I came across an article[1] recently that suggests that everything we do doesn’t have to turn into a business. I get why people want that, but my anxiety dropped a bit when I decided to just build the thing I wanted to.
[1] https://repeller.com/trap-of-turning-hobbies-into-hustles/
I'm happy developers have the ability to build and work on things they love. And create something fun.
But, at the same time, endless warnings about the seriousness of toys becoming monster businesses would be more believable if aborting companies and anti-trust wasn't still a shitshow a century after the big trusts.
This isn't the author's fault, but mixing "Let's have a conversation on Big Tech." with warnings about havoc seems disingenuous at best.
We understand that organizations are these complex things that take over everything and shit everywhere. And at the same time build things that make you smile and facilitate community.
We don't as citizens have all the tools to manage that without drama.
I guess the one thing I've realized is the problem with this is the one more feature trap. Sometimes those people who like your toy will never pay for it, which may be fine depending on your goals, but the issue is there just as relentlessly demanding as paying customers. It's demoralizing to have a side-hobby project which you don't want to monetize but still has all the demands from "adopters/customers" that a paid solution would. It just destroys your passion for that project because it ultimately it just becomes work.
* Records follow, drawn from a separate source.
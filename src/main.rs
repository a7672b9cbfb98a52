use carousel_forge::acquire::{AcquisitionEngine, ImageSource};
use carousel_forge::config::{self, CarouselConfig};
use carousel_forge::download::{BatchPolicy, DirectorySink, Downloader};
use carousel_forge::generation::{CarouselGenerator, CarouselRequest, ImageBatch};
use carousel_forge::imaging::{png, profile_avatar};
use carousel_forge::naming::slugify;
use carousel_forge::output;
use carousel_forge::session::CarouselSession;
use carousel_forge::types::{CarouselData, DownloadProgress, GenerationSettings, ImageRole};
use clap::{Parser, Subcommand};
use std::path::{Path, PathBuf};
use std::sync::Arc;
use tracing_subscriber::EnvFilter;

/// File the generated carousel is written to inside the output directory.
const CAROUSEL_FILENAME: &str = "carousel.json";

#[derive(Parser)]
#[command(name = "carousel-forge")]
#[command(about = "Generate Instagram carousels and render them to PNG")]
#[command(long_about = "\
Generate Instagram carousels and render them to PNG

Typical flow:

  carousel-forge generate --name \"Ana Lima\" --handle analima --topic \"Sleep habits\" --images
  carousel-forge regenerate out/carousel.json --slide 3 --prompt \"a quiet bedroom\"
  carousel-forge render out/carousel.json

Generated files (in --output):

  out/
  ├── carousel.json          # Slides, caption, hashtags (editable, re-renderable)
  ├── slide-01-analima.png   # One PNG per slide, in carousel order
  ├── slide-02-analima.png
  └── carousel-content.txt   # Slide text, caption, hashtags, posting steps

Images that cannot be fetched are replaced by generated placeholders, so a
render always produces every slide unless saving fails.

The hosted endpoints and API key variable are set in carousel.toml.
Run 'carousel-forge gen-config' to generate a documented config file.
Set RUST_LOG=debug to see every acquisition and capture attempt.")]
#[command(version)]
struct Cli {
    /// Config file (stock defaults are used when it does not exist)
    #[arg(long, default_value = "carousel.toml", global = true)]
    config: PathBuf,

    /// Output directory
    #[arg(long, default_value = "out", global = true)]
    output: PathBuf,

    #[command(subcommand)]
    command: Command,
}

#[derive(clap::Args)]
struct GenerateArgs {
    /// Display name shown on every slide
    #[arg(long)]
    name: String,
    /// Account handle, with or without the leading @
    #[arg(long)]
    handle: String,
    /// Show the verified badge
    #[arg(long)]
    verified: bool,
    /// Topic or source material for the slides
    #[arg(long)]
    topic: String,
    #[arg(long)]
    title: Option<String>,
    /// Number of slides to ask for
    #[arg(long)]
    slides: Option<u32>,
    #[arg(long)]
    content_type: Option<String>,
    #[arg(long)]
    format: Option<String>,
    /// Call to action: follow, save, share, comment or custom
    #[arg(long)]
    cta: Option<String>,
    /// Text for a custom call to action
    #[arg(long)]
    custom_cta: Option<String>,
    #[arg(long)]
    framework: Option<String>,
    #[arg(long)]
    audience: Option<String>,
    /// Profile picture: URL or local file
    #[arg(long)]
    profile_image: Option<String>,
    /// Generate images for slides that ask for one
    #[arg(long)]
    images: bool,
}

#[derive(clap::Args)]
struct RenderArgs {
    /// Carousel JSON written by `generate`
    carousel: PathBuf,
    /// Render only this slide (1-based)
    #[arg(long)]
    slide: Option<usize>,
    /// Use this image for a slide instead of the generated one: ID=URL_OR_FILE
    #[arg(long = "image", value_parser = parse_assignment)]
    images: Vec<(u32, String)>,
    /// Keep rendering the remaining slides when one fails
    #[arg(long)]
    keep_going: bool,
}

#[derive(Subcommand)]
enum Command {
    /// Generate slide text, caption, hashtags and (optionally) images
    Generate(GenerateArgs),
    /// Render a carousel's slides to PNG files
    Render(RenderArgs),
    /// Generate a new image for one slide and update the carousel file
    Regenerate {
        /// Carousel JSON written by `generate`
        carousel: PathBuf,
        /// Slide id
        #[arg(long)]
        slide: u32,
        /// Prompt to use instead of the slide's stored one
        #[arg(long)]
        prompt: Option<String>,
    },
    /// Write the initials avatar used when a profile picture is unavailable
    Avatar {
        name: String,
        #[arg(long, default_value_t = 256)]
        size: u32,
    },
    /// Check PNG files chunk by chunk
    CheckPng {
        #[arg(required = true)]
        files: Vec<PathBuf>,
        /// List every chunk
        #[arg(long, short)]
        verbose: bool,
    },
    /// Print a stock carousel.toml with all options documented
    GenConfig,
}

#[tokio::main]
async fn main() -> Result<(), Box<dyn std::error::Error>> {
    tracing_subscriber::fmt()
        .with_env_filter(
            EnvFilter::try_from_default_env().unwrap_or_else(|_| EnvFilter::new("info")),
        )
        .with_writer(std::io::stderr)
        .init();

    let cli = Cli::parse();

    match cli.command {
        Command::Generate(args) => {
            let config = config::load_config(&cli.config)?;
            let acquisition = AcquisitionEngine::from_config(&config.acquisition);
            let request = carousel_request(args, &acquisition).await?;
            let generator = CarouselGenerator::from_config(&config)?;
            let carousel = generator.generate_carousel(&request).await?;

            std::fs::create_dir_all(&cli.output)?;
            let path = cli.output.join(CAROUSEL_FILENAME);
            std::fs::write(&path, serde_json::to_string_pretty(&carousel)?)?;

            let batch = ImageBatch::from_slides(&carousel.slides);
            output::print_carousel(&carousel, Some(&batch));
            println!("==> Carousel written to {}", path.display());
        }
        Command::Render(args) => {
            let config = config::load_config(&cli.config)?;
            let acquisition = Arc::new(AcquisitionEngine::from_config(&config.acquisition));
            let mut session = load_session(&args.carousel)?;
            for (id, reference) in &args.images {
                let image = image_reference(&acquisition, reference, ImageRole::Content, None).await?;
                session.set_custom_image(*id, Some(image))?;
            }
            render(&config, acquisition, session.current()?, &args, &cli.output).await?;
        }
        Command::Regenerate {
            carousel,
            slide,
            prompt,
        } => {
            let config = config::load_config(&cli.config)?;
            let generator = CarouselGenerator::from_config(&config)?;
            let mut session = load_session(&carousel)?;
            let image = generator
                .regenerate_slide_image(session.current_mut()?, slide, prompt.as_deref())
                .await?;
            let data = session.current()?;
            std::fs::write(&carousel, serde_json::to_string_pretty(data)?)?;

            output::print_carousel(data, None);
            let state = if image.fallback_used { "placeholder" } else { "generated" };
            println!("==> Slide {slide} image {state}, {} updated", carousel.display());
        }
        Command::Avatar { name, size } => {
            let avatar = profile_avatar(&name, size);
            std::fs::create_dir_all(&cli.output)?;
            let path = cli.output.join(format!("avatar-{}.png", slugify(&name)));
            std::fs::write(&path, &avatar.png)?;
            println!("{} ({}x{})", path.display(), avatar.width, avatar.height);
        }
        Command::CheckPng { files, verbose } => {
            let mut invalid = 0;
            for file in &files {
                let report = png::validate(&std::fs::read(file)?);
                if !report.valid {
                    invalid += 1;
                }
                output::print_png_report(&file.display().to_string(), &report, verbose);
            }
            if invalid > 0 {
                return Err(format!("{invalid} of {} files are not valid PNGs", files.len()).into());
            }
        }
        Command::GenConfig => {
            print!("{}", config::stock_config_toml());
        }
    }

    Ok(())
}

async fn render(
    config: &CarouselConfig,
    acquisition: Arc<AcquisitionEngine>,
    carousel: &CarouselData,
    args: &RenderArgs,
    out_dir: &Path,
) -> Result<(), Box<dyn std::error::Error>> {
    let sink = Arc::new(DirectorySink::new(out_dir));
    let downloader = Downloader::from_config(config, Arc::clone(&acquisition), sink);
    let mut on_progress = |p: DownloadProgress| output::print_progress(&p);

    match args.slide {
        Some(n) => {
            let index = n.checked_sub(1).ok_or("slides are numbered from 1")?;
            let saved = downloader
                .download_one(carousel, index, &mut on_progress)
                .await?;
            for line in output::format_saved_slide(&saved) {
                println!("{}", line);
            }
        }
        None => {
            let policy = if args.keep_going {
                BatchPolicy::ContinueOnError
            } else {
                BatchPolicy::AbortOnError
            };
            let report = downloader
                .download_all(carousel, policy, &mut on_progress)
                .await?;
            output::print_batch_report(&report, &acquisition.stats());
            if !report.is_complete() {
                return Err(format!(
                    "{} of {} slides failed",
                    report.failed.len(),
                    report.total
                )
                .into());
            }
        }
    }
    Ok(())
}

fn load_session(path: &Path) -> Result<CarouselSession, Box<dyn std::error::Error>> {
    let data: CarouselData = serde_json::from_str(&std::fs::read_to_string(path)?)?;
    let mut session = CarouselSession::new();
    session.load(data)?;
    Ok(session)
}

async fn carousel_request(
    args: GenerateArgs,
    acquisition: &AcquisitionEngine,
) -> Result<CarouselRequest, Box<dyn std::error::Error>> {
    let defaults = GenerationSettings::default();
    let settings = GenerationSettings {
        content_type: args.content_type.unwrap_or(defaults.content_type),
        content_format: args.format.unwrap_or(defaults.content_format),
        slide_count: args.slides.unwrap_or(defaults.slide_count),
        call_to_action: args.cta.unwrap_or(defaults.call_to_action),
        custom_cta: args.custom_cta,
        copywriting_framework: args.framework.unwrap_or(defaults.copywriting_framework),
        target_audience: args.audience,
    };
    let profile_image_url = match args.profile_image.as_deref() {
        Some(value) => {
            Some(image_reference(acquisition, value, ImageRole::Profile, Some(args.name.as_str())).await?)
        }
        None => None,
    };
    Ok(CarouselRequest {
        display_name: args.name,
        handle: args.handle,
        is_verified: args.verified,
        title: args.title,
        content: args.topic,
        settings,
        profile_image_url,
        with_images: args.images,
    })
}

/// URLs pass through to be acquired at render time; an existing local file
/// is acquired now and comes back embedded.
async fn image_reference(
    acquisition: &AcquisitionEngine,
    value: &str,
    role: ImageRole,
    hint: Option<&str>,
) -> Result<String, Box<dyn std::error::Error>> {
    let path = Path::new(value);
    if !path.is_file() {
        return Ok(value.to_string());
    }
    let source = ImageSource::File {
        name: value.to_string(),
        bytes: std::fs::read(path)?,
    };
    let result = acquisition.acquire(&source, role, hint).await;
    if result.is_fallback() {
        return Err(format!("{value} is not a supported image").into());
    }
    Ok(result.into_url())
}

fn parse_assignment(value: &str) -> Result<(u32, String), String> {
    let (id, reference) = value
        .split_once('=')
        .ok_or_else(|| format!("expected ID=IMAGE, got '{value}'"))?;
    let id = id
        .trim()
        .parse()
        .map_err(|_| format!("'{id}' is not a slide id"))?;
    Ok((id, reference.trim().to_string()))
}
Really charging for a product is great and I think hacker culture seems to dismiss it because its not in the ethos but if there's anything in retrospect I think I've learned so far with my many failed side-projects is charging for them is the best way to have a great personal experience and best experience for who your building that product for. Mostly because it aligns incentives appropriately.
As much as I've enjoyed some of my passion projects I can't think of one I ended up "finishing" which I wouldn't get some monetary gain from. Because let's be honest whose passionate about setting up a Jenkins server, or implementing git checks, writing unit tests or creating onboarding documentation for cranky free or OS users? At a certain point a successful side-project/product requires you to do things you wont enjoy doing, and honestly some of those things may be the most important things you do for the "success" of that side-project/product.
I'd rather be spending that time with loved ones, enjoying the sun, which is ultimately far more rewarding than a few git stars or upvotes for ego. With that being said I think if you utilize this approach which is basically just freemium for B2B like projects it could be a powerful step towards finding your ideal customer and getting paid users, but it has to be just that a step towards acquiring paid users.
Just my 2c
I always thought Airbnb was an awful idea. I didn't pay attention to it for a long time, except to be surprised it was still around when I would see it mentioned. I'm sure the big hotel companies feel worse about that mentality than I do, though it's probably a good thing I'm not a venture capitalist.